Dedih menceritakan, dahulu sebelum ia ‘bersahabat’ dengan gerobak kayu kepunyaannya itu masyarakat seenaknya menumpuk sampah di bantaran-bantaran sungai. Sampah-sampah itu dilewatkan mengalir sampai ke hulu, jika kemarau tumpukan sampah menggunung membuat berbau serta panorama tidak enak.

Semenjak berjalannya kegiatan yang dikerjakan Dedih panorama tidak enak itu telah jarang tampak kembali. Waktu itu Dedi dinobatkan otomatis menjadi petugas kebersihan lingkungan oleh masyarakat ditempat.

Akan tetapi, belakangan ini kegiatan Dedi dikit terganggu. Gerobak kayu kepunyaannya tidak mampu kembali membawa banyak sampah sebab seringkali alami rusaknya. Dedih punya mimpi, ia ingin miliki gerobak baru untuk mendukung aktivitasnya.

“Telah mulai banyak ngadat, aslinya satu minggu saya dapat ngangkut sekitar empat sampai lima kali. Akan tetapi saat ini sangat kuat 3x satu minggu, sebentar-sebentar roda penopang ngadat atau bak kayu pada copot. Keinginan saya ada gerobak baru yang lebih kuat serta singkat,” berharap ia.

Dedi serta masyarakat sempat membawa harapannya itu ke pihak desa serta dinas kebersihan, akan tetapi harapannya itu tidak kunjung terealisasi. “Seringkali saya ngeluh, akan tetapi belumlah ada jawaban. Jadi ya sangat terpaksa saya paksain masih melakukan aktivitas dengan gerobak ini,” imbuhnya.

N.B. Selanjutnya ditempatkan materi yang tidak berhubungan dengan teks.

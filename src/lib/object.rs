use super::checks::{literal, number_array, Check, Context};
use super::error::{ErrorKind, JsonKind};
use serde_json::Value;

pub(crate) struct Member {
    pub key: &'static str,
    pub check: Check,
}

/// Optional bounding box, allowed on every GeoJSON object.
pub(crate) const BBOX: Member = Member {
    key: "bbox",
    check: number_array,
};

/// A GeoJSON object: a `type` tag plus required and optional members.
///
/// Members not listed are foreign members and pass through unchecked.
pub(crate) struct ObjectShape {
    pub tag: &'static str,
    pub required: &'static [Member],
    pub optional: &'static [Member],
}

impl ObjectShape {
    pub fn check(&self, value: &Value, ctx: &mut Context) {
        let object = match value.as_object() {
            Some(object) => object,
            None => {
                ctx.fail(
                    ErrorKind::TypeMismatch,
                    format!("{} object", self.tag),
                    value.into(),
                );
                return;
            }
        };

        match object.get("type") {
            Some(tag) => ctx.key("type", |ctx| literal(tag, ctx, self.tag)),
            None => ctx.key("type", |ctx| {
                ctx.fail(
                    ErrorKind::UnrecognizedTypeTag,
                    format!("type tag \"{}\"", self.tag),
                    JsonKind::Missing,
                )
            }),
        }

        for member in self.required {
            ctx.key(member.key, |ctx| match object.get(member.key) {
                Some(value) => (member.check)(value, ctx),
                None => ctx.fail(
                    ErrorKind::MissingRequiredKey,
                    format!("member \"{}\"", member.key),
                    JsonKind::Missing,
                ),
            });
        }

        for member in self.optional {
            if let Some(value) = object.get(member.key) {
                ctx.key(member.key, |ctx| (member.check)(value, ctx));
            }
        }
    }
}
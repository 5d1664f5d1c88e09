use super::checks::{Check, Context};
use super::error::{ErrorKind, JsonKind};
use itertools::Itertools;
use serde_json::Value;
use tracing::trace;

/// A union member selected by its `type` tag.
pub(crate) struct Variant {
    pub tag: &'static str,
    pub check: Check,
}

/// A union member tried speculatively, named for error messages.
pub(crate) struct Alternative {
    pub name: &'static str,
    pub check: Check,
}

fn tags(variants: &[Variant]) -> String {
    variants.iter().map(|variant| variant.tag).join(", ")
}

/// Reads `type` and runs only the variant it names.
///
/// Objects without a usable tag fail with a single `UnrecognizedTypeTag` at the
/// object itself; no variant is attempted.
pub(crate) fn dispatch(value: &Value, ctx: &mut Context, union: &str, variants: &[Variant]) {
    let object = match value.as_object() {
        Some(object) => object,
        None => {
            ctx.fail(
                ErrorKind::TypeMismatch,
                format!("{} object", union),
                value.into(),
            );
            return;
        }
    };

    let tag = match object.get("type") {
        Some(Value::String(tag)) => tag,
        Some(other) => {
            ctx.fail(
                ErrorKind::UnrecognizedTypeTag,
                format!("{} type tag, one of {}", union, tags(variants)),
                other.into(),
            );
            return;
        }
        None => {
            ctx.fail(
                ErrorKind::UnrecognizedTypeTag,
                format!("{} type tag, one of {}", union, tags(variants)),
                JsonKind::Missing,
            );
            return;
        }
    };

    match variants.iter().find(|variant| variant.tag == tag) {
        Some(variant) => {
            trace!(path = %ctx.path(), tag = variant.tag, "dispatch");
            (variant.check)(value, ctx);
        }
        None => ctx.fail(
            ErrorKind::UnrecognizedTypeTag,
            format!(
                "{} type tag, one of {}; got \"{}\"",
                union,
                tags(variants),
                tag
            ),
            JsonKind::String,
        ),
    }
}

/// Tries each alternative in order and stops at the first full match.
pub(crate) fn any_of(value: &Value, ctx: &mut Context, alternatives: &[Alternative]) {
    for alternative in alternatives {
        let mut scratch = ctx.branch();
        (alternative.check)(value, &mut scratch);
        if scratch.is_clean() {
            return;
        }
    }
    let names = alternatives.iter().map(|alternative| alternative.name).join(" or ");
    ctx.fail(ErrorKind::UnionExhausted, names, value.into());
}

Dedih mempunyai tiga orang anak yang semua bersekolah. Pendapatan satu bulan dari iuran masyarakat Dedih kantongi pada Rp 500 ribu sampai Rp 700 ribu. Pendapatan itu belumlah dipotong untuk pihak dinas yang mengangkat sampah dari tempat pembuangan sesaat.

“Jika satu bulan bisa Rp 700 ribu, Rp 200 ribunya buat PU yang ngangkut sampah dari tempat pembuangan sesaat. Jadi boro-boro buat melakukan perbaikan, buat keseharian saja tidak cukuplah,” keluhnya.